Saved entries |
--- --- ---

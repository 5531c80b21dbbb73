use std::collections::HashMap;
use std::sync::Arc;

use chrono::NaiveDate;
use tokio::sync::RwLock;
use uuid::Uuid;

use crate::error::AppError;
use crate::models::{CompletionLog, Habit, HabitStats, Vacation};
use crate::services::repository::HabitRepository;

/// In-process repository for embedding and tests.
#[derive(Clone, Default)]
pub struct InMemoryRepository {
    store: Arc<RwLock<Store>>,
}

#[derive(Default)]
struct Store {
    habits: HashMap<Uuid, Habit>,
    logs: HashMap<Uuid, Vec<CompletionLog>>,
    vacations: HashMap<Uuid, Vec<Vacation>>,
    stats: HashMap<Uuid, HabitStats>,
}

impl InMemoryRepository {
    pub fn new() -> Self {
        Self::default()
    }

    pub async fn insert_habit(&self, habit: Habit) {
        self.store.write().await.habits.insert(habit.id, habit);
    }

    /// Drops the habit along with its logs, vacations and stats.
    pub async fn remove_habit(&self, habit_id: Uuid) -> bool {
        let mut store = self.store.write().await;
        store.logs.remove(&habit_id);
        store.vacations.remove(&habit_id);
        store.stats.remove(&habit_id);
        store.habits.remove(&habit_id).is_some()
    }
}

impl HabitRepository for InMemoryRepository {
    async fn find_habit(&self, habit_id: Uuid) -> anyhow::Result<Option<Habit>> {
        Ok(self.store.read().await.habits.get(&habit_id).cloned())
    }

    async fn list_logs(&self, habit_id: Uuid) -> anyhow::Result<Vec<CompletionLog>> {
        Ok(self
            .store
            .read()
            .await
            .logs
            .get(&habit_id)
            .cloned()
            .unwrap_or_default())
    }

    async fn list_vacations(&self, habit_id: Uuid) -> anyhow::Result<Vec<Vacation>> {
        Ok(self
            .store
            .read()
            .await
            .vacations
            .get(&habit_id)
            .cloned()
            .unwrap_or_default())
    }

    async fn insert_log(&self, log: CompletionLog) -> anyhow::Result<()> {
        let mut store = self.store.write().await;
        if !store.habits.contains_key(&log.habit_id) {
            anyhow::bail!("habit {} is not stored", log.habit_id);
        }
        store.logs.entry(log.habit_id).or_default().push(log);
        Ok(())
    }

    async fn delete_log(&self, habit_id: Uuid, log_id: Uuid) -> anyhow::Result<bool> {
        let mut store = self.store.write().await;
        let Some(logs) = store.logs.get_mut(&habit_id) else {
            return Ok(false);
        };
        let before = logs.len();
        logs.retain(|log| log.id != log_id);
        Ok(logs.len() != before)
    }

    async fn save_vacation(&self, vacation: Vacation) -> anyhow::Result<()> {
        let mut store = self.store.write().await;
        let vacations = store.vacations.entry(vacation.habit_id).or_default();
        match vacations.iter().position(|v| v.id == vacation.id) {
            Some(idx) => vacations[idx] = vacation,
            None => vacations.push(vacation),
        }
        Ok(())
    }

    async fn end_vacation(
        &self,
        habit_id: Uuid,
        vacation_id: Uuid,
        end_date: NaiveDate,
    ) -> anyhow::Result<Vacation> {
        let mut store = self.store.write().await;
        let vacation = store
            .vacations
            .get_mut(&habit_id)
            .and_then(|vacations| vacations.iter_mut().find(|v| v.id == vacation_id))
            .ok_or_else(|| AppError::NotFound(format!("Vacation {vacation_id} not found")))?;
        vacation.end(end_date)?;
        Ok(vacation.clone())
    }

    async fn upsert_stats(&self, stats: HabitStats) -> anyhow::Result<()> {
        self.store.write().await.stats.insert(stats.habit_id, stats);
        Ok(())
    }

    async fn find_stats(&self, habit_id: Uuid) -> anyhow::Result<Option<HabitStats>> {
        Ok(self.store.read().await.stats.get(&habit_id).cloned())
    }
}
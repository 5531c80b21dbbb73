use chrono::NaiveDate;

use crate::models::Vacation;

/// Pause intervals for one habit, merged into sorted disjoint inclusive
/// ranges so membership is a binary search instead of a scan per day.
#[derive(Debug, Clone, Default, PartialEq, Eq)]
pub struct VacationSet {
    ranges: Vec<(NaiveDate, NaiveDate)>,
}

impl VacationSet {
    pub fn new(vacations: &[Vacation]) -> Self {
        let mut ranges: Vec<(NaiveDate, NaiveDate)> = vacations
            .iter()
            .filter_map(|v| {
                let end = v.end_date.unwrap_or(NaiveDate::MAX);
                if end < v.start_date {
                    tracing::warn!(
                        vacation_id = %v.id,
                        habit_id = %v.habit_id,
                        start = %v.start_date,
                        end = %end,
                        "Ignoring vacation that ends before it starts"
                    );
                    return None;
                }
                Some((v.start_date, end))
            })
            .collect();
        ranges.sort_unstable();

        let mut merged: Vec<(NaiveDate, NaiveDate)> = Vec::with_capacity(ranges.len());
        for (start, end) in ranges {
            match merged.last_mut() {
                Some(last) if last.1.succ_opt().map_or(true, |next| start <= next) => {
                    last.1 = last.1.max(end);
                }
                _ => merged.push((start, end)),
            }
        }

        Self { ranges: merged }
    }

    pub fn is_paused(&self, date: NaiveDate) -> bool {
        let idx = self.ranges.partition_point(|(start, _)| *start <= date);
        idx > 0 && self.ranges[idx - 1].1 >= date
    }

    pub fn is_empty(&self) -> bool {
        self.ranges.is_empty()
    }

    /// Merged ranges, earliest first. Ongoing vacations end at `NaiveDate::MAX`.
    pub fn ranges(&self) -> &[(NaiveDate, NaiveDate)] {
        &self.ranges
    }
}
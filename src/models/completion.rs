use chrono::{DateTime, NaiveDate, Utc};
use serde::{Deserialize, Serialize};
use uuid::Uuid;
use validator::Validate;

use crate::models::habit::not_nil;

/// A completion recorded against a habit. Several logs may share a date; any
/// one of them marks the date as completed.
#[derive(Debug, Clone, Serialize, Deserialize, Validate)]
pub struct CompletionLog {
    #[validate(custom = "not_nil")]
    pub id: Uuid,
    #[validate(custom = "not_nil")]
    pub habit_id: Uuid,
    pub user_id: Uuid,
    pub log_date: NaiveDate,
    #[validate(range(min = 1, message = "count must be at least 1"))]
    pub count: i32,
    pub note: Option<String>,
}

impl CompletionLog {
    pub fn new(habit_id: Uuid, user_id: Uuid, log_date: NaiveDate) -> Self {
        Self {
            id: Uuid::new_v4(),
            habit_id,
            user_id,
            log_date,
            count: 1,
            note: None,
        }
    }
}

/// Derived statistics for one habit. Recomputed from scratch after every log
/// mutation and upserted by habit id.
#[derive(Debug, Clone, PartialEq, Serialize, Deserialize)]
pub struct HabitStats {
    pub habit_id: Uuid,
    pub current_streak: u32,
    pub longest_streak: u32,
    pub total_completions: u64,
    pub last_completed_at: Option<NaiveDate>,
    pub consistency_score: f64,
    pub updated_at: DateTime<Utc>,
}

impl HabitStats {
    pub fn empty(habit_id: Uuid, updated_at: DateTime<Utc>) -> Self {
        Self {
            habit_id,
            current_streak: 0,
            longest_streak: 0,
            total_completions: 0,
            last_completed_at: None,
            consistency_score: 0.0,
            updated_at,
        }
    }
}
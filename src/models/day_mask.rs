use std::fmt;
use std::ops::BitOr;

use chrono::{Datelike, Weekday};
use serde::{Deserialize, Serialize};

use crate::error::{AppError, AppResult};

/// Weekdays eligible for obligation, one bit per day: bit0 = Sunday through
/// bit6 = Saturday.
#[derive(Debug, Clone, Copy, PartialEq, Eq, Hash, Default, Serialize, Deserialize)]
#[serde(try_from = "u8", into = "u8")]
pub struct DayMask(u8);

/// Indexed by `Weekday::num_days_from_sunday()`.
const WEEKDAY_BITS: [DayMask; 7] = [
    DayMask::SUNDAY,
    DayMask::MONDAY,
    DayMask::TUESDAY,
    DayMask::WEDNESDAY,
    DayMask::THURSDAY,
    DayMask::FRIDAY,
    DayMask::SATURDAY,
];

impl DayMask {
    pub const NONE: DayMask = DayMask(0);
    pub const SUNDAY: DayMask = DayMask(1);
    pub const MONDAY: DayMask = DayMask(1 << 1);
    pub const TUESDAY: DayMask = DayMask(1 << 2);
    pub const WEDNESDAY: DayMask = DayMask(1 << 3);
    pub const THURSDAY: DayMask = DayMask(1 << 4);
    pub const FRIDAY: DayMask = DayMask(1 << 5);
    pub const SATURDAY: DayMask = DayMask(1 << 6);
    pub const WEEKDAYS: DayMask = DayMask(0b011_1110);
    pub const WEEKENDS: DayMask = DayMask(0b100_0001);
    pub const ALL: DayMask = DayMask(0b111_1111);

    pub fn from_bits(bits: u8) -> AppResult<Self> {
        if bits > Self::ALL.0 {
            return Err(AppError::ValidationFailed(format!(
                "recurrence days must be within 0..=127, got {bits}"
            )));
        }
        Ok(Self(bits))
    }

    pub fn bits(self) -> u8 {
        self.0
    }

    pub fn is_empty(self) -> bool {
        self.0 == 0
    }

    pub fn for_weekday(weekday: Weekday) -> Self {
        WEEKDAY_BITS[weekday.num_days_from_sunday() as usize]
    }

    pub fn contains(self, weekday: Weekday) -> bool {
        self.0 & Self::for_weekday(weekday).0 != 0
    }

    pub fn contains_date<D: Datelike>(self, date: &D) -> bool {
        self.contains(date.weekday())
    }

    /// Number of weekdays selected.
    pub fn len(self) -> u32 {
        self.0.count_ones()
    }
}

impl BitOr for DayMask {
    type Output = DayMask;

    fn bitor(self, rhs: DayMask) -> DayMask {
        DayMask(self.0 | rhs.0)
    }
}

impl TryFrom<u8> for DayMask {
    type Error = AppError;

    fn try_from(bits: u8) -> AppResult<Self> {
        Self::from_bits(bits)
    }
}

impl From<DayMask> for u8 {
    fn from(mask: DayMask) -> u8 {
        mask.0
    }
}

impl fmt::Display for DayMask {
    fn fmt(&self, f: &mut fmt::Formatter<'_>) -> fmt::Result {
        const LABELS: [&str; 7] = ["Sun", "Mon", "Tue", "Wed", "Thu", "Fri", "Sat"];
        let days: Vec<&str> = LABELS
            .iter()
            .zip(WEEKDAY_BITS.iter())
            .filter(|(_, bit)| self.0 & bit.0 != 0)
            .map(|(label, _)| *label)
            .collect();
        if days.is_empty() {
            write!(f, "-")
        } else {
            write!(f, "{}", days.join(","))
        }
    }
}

--- --- ---

WHAT TO PRODUCE | From the records above, return each line that includes "CompletionLog".

EXERCISE ANSWER |
use crate::models::{CompletionLog, Habit, HabitStats, Vacation};
    logs: HashMap<Uuid, Vec<CompletionLog>>,
    async fn list_logs(&self, habit_id: Uuid) -> anyhow::Result<Vec<CompletionLog>> {
    async fn insert_log(&self, log: CompletionLog) -> anyhow::Result<()> {
pub struct CompletionLog {
impl CompletionLog {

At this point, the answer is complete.